Any conflict with India destabilises not only the border areas but also hinterland Tibet. In this conflict itself, the Tibetan issue has been raked up. There have been calls in India for using the Tibet card. So far India has not used it overtly despite the US raking it up. A return to conflict might see India using the leverage of Tibet in an overt and planned manner. Then they will be stuck in an escalating hybrid situation. Hence Xi Jinping’s programme to ‘solidify Tibet’ and his legacy will be in jeopardy. If Tibet is hyphenated with Xinjiang, as it will, there will be further problems. Forget one China. We might see many Chinas! Will China risk it?
Conflict with India has propelled the formation of Quad and has strengthened India-US strategic partnership. Through de-escalation of the current situation, China hopes to stem the tide. India has been the reluctant partner in the Quad. If China rekindles the conflict, then India will lean conclusively totally towards the US and Quad. A loosely aligned Quad can turn into an Asian NATO which China fears.

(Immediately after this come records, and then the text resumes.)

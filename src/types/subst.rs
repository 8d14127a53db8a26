//! # Type Substitutions for Unification
//!
//! This module implements substitutions used in Hindley-Milner
//! type inference to represent type variable assignments.
//!
//! ## Overview
//!
//! A substitution maps type variables to types, representing
//! assignments discovered during type inference. For example:
//!
//! - After inferring `fn x => x + 1`, we might have substitution: `'a := int`
//! - After inferring `fn x => x`, we might have: `'a := 'b` (different vars unified)
//!
//! ## Substitution Operations
//!
//! The `Substitution` struct supports:
//!
//! - **Creation**: Empty or singleton (single mapping) substitutions
//! - **Application**: Apply substitution to a type (replace all type variables)
//! - **Composition**: Combine two substitutions (compose two mappings)
//!
//! ## Substitution Application
//!
//! When we apply a substitution to a type, we replace every type
//! variable that appears in the substitution with its mapped type:
//!
//! ```text
//! // Substitution: {'a := int}
//!
//! Apply to 'a:
//!   'a -> int
//!
//! Apply to 'a -> 'a:
//!   'a -> 'a becomes int -> int
//!
//! Apply to 'a list:
//!   'a list becomes int list
//!
//! Apply to {key:'a, value:'b}:
//!   becomes {key:int, value:'b}
//! ```
//!
//! ## Substitution Composition
//!
//! When composing substitutions S2 and S1 (S2 after S1):
//!
//! ```text
//! (S2 . S1)(t) = S2(S1(t))
//!
//! // Meaning: first apply S1, then apply S2 to the result
//!
//! // Example:
//! S1 = {'a := 'b}
//! S2 = {'b := int}
//!
//! Compose S2 . S1:
//!   For 'a in S1: apply S2 to 'b, giving int
//!   Result: {'a := int, 'b := int}
//! ```
//!
//! Composition is used in type inference to combine substitutions
//! from different parts of the expression.
//!
//! ## Composition Order
//!
//! Composition is **not** commutative: S1 . S2 differs from S2 . S1.
//!
//! The convention throughout this crate is:
//!
//! ```text
//! result = later.compose(&earlier)  // Means: apply earlier first, then later
//! ```
//!
//! This order matters because later substitutions may refine
//! types substituted by earlier ones.
//!
//! ## Related Modules
//!
//! - [`crate::types::ty`] - Type definitions that substitutions apply to
//! - [`crate::types::unify`] - Unification algorithm that produces substitutions
//! - [`crate::types::env`] - Type environments that substitutions are applied to

use std::collections::HashMap;

use super::ty::{Type, TypeScheme, TypeVar};

/// A substitution mapping type variables to types.
///
/// Substitutions represent assignments of type variables discovered
/// during type inference. Internally stored as a hash map.
///
/// # Fields
///
/// * `0` - The underlying HashMap mapping `TypeVar` to `Type`
///
/// # Example
///
/// ```text
/// // Substitution with one mapping: 'a := int
/// let var_a = TypeVar::new(0);
/// let subst = Substitution::singleton(var_a, INT);
/// // subst.0 = {var_a: int}
/// ```
#[derive(Debug, Clone, PartialEq, Eq, Default)]
pub struct Substitution(pub HashMap<TypeVar, Type>);

impl Substitution {
    /// Create an empty substitution (no mappings).
    ///
    /// # Returns
    ///
    /// A new substitution with no variable mappings
    ///
    /// # Example
    ///
    /// ```text
    /// let subst = Substitution::empty();
    /// // Applying the empty substitution to any type returns the same type
    /// assert_eq!(subst.apply(&INT), INT);
    /// ```
    pub fn empty() -> Self {
        Substitution(HashMap::new())
    }

    /// Create a substitution with a single mapping.
    ///
    /// # Arguments
    ///
    /// * `var` - The type variable to map
    /// * `ty` - The type to map the variable to
    ///
    /// # Returns
    ///
    /// A new substitution with one mapping: `var := ty`
    ///
    /// # Example
    ///
    /// ```text
    /// let var_a = TypeVar::new(0);
    /// let subst = Substitution::singleton(var_a.clone(), INT);
    /// // subst = {'a := int}
    ///
    /// // Apply to type variable:
    /// assert_eq!(subst.apply(&Type::Var(var_a)), INT);
    /// ```
    pub fn singleton(var: TypeVar, ty: Type) -> Self {
        let mut map = HashMap::new();
        map.insert(var, ty);
        Substitution(map)
    }

    /// Whether this substitution carries no mappings.
    ///
    /// # Returns
    ///
    /// `true` when applying this substitution is the identity
    pub fn is_empty(&self) -> bool {
        self.0.is_empty()
    }

    /// Apply this substitution to a type.
    ///
    /// Recursively replaces all type variables in the type
    /// with their mapped values from this substitution.
    ///
    /// # Arguments
    ///
    /// * `ty` - The type to apply substitution to
    ///
    /// # Returns
    ///
    /// A new type with all substitutions applied
    ///
    /// # Algorithm
    ///
    /// ```text
    /// apply(t):
    ///   match t:
    ///     primitive or temporary:
    ///       return t                   // No variables inside
    ///
    ///     Var(v):
    ///       if v in subst:
    ///         return subst[v]          // Replace with mapped type
    ///       else:
    ///         return Var(v)            // Not in substitution, keep
    ///
    ///     Fn, Tuple, Record, List, Named:
    ///       apply recursively to every component
    /// ```
    ///
    /// # Examples
    ///
    /// ```text
    /// // Substitution: {'a := int, 'b := string}
    ///
    /// // Apply to type variable:
    /// apply('a) = int
    /// apply('b) = string
    /// apply('c) = 'c                   // Not in substitution
    ///
    /// // Apply to structured types:
    /// apply('a -> 'b)      = int -> string
    /// apply('a * 'c)       = int * 'c
    /// apply('a list)       = int list
    /// apply({name:'b})     = {name:string}
    /// apply('a option)     = int option
    /// ```
    pub fn apply(&self, ty: &Type) -> Type {
        if self.0.is_empty() {
            return ty.clone();
        }
        match ty {
            Type::Primitive(_) | Type::Temporary(_) => ty.clone(),
            Type::Var(v) => self.0.get(v).cloned().unwrap_or_else(|| ty.clone()),
            Type::Fn(t1, t2) => Type::fn_of(self.apply(t1), self.apply(t2)),
            Type::Tuple(ts) => Type::Tuple(ts.iter().map(|t| self.apply(t)).collect()),
            Type::Record { partial, fields } => Type::Record {
                partial: *partial,
                fields: fields
                    .iter()
                    .map(|(l, t)| (l.clone(), self.apply(t)))
                    .collect(),
            },
            Type::List(t) => Type::list(self.apply(t)),
            Type::Named(args, name) => Type::Named(
                args.iter().map(|t| self.apply(t)).collect(),
                name.clone(),
            ),
        }
    }

    /// Apply to a type scheme, leaving its quantified variables untouched.
    ///
    /// A scheme's bound variables are placeholders that get fresh names at
    /// instantiation, so a substitution must never replace them; only the
    /// free variables of the scheme's body are rewritten.
    ///
    /// # Arguments
    ///
    /// * `scheme` - The scheme whose free variables are rewritten
    ///
    /// # Returns
    ///
    /// A scheme with the same quantified variables and a substituted body
    ///
    /// # Example
    ///
    /// ```text
    /// // Scheme: forall 'a. 'a -> 'b    (only 'b is free)
    /// // Substitution: {'a := int, 'b := string}
    ///
    /// apply_scheme(scheme) = forall 'a. 'a -> string
    /// // 'a is untouched because the scheme quantifies it
    /// ```
    pub fn apply_scheme(&self, scheme: &TypeScheme) -> TypeScheme {
        let inner = Substitution(
            self.0
                .iter()
                .filter(|(v, _)| !scheme.vars.contains(v))
                .map(|(v, t)| (v.clone(), t.clone()))
                .collect(),
        );
        TypeScheme {
            vars: scheme.vars.clone(),
            ty: inner.apply(&scheme.ty),
        }
    }

    /// Compose with a substitution that logically happened earlier:
    /// `self.compose(&earlier)` applies `earlier` first, then `self`.
    ///
    /// # Arguments
    ///
    /// * `earlier` - The substitution to apply first
    ///
    /// # Returns
    ///
    /// A new substitution equivalent to applying `earlier`, then `self`
    ///
    /// # Algorithm
    ///
    /// ```text
    /// compose(self, earlier):
    ///
    /// 1. For each (var, ty) in earlier:
    ///      result[var] = self.apply(ty)  // Refine the earlier mapping
    ///
    /// 2. For each (var, ty) in self:
    ///      if var not in result:
    ///        result[var] = ty            // Keep mappings not overridden
    ///
    /// 3. Return result
    /// ```
    ///
    /// # Example
    ///
    /// ```text
    /// earlier = {'a := 'b}
    /// later   = {'b := int}
    ///
    /// later.compose(&earlier):
    ///   1. For 'a := 'b in earlier: apply later to 'b, giving int
    ///      result = {'a := int}
    ///   2. For 'b := int in later: 'b not in result, add it
    ///      result = {'a := int, 'b := int}
    ///
    /// // Check: compose('a) = later(earlier('a)) = later('b) = int
    /// ```
    pub fn compose(&self, earlier: &Substitution) -> Substitution {
        let mut map: HashMap<TypeVar, Type> = earlier
            .0
            .iter()
            .map(|(v, t)| (v.clone(), self.apply(t)))
            .collect();
        for (v, t) in &self.0 {
            map.entry(v.clone()).or_insert_with(|| t.clone());
        }
        Substitution(map)
    }
}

INDIAN NON-MILITARY RESPONSE
Indian strategic confidence has grown. China was clearly surprised by India’s non-military response through digital strikes and economic actions. This lead was followed by many countries The Indian public was antagonised. Many Indians / PIOs have gained prominence internationally. The anti-China wave prevalent in Indians/PIOs could force multiply the international anti-China sentiment. Overall, the implications are far reaching. Surely China is aware of the risk.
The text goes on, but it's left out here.